WHAT TO WORK ON
All lines in the records that carry the string "related" are to be shown.

SOURCE DATA

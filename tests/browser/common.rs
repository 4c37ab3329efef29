//! Shared fixtures for browser tests.

use casebook::catalog::{Record, RecordStore};
use casebook::favorites::{FavoritesStore, MemoryBlobStore};
use casebook::state::AppState;
use casebook::theme::Settings;

/// What: Build a record with only the fields a test cares about.
pub fn rec(id: i64, title: &str, category: Option<&str>) -> Record {
    Record {
        id,
        title: title.to_string(),
        category: category.map(str::to_string),
        description: String::new(),
        example: String::new(),
        related: Vec::new(),
    }
}

/// What: Two records in category "X" (Alpha, Beta).
pub fn alpha_beta() -> RecordStore {
    RecordStore::new(vec![rec(1, "Alpha", Some("X")), rec(2, "Beta", Some("X"))])
        .expect("records")
}

/// What: A mixed catalog across several categories, one uncategorized.
pub fn mixed() -> RecordStore {
    let mut closure = rec(3, "Closure", Some("Scope"));
    closure.description = "Functions capturing their environment".into();
    closure.related = vec![1, 42];
    RecordStore::new(vec![
        rec(1, "Hoisting", Some("Scope")),
        rec(2, "Promise chaining", Some("Async")),
        closure,
        rec(4, "Event loop", Some("Async")),
        rec(5, "Tagged templates", None),
        rec(6, "Generators", Some("Iteration")),
    ])
    .expect("records")
}

/// What: Favorites over an in-memory blob seeded with `ids`.
pub fn favorites(store: &RecordStore, ids: &[i64]) -> FavoritesStore {
    let blob = serde_json::to_string(ids).expect("json");
    FavoritesStore::load(
        Box::new(MemoryBlobStore::with_entry("favorites", &blob)),
        "favorites",
        store,
    )
}

/// What: Application state over `store` with no favorites.
pub fn app(store: RecordStore) -> AppState {
    let fav = favorites(&store, &[]);
    AppState::new(store, fav, Settings::default())
}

SOLUTION FOR THIS TASK
        related: Vec::new(),
    closure.related = vec![1, 42];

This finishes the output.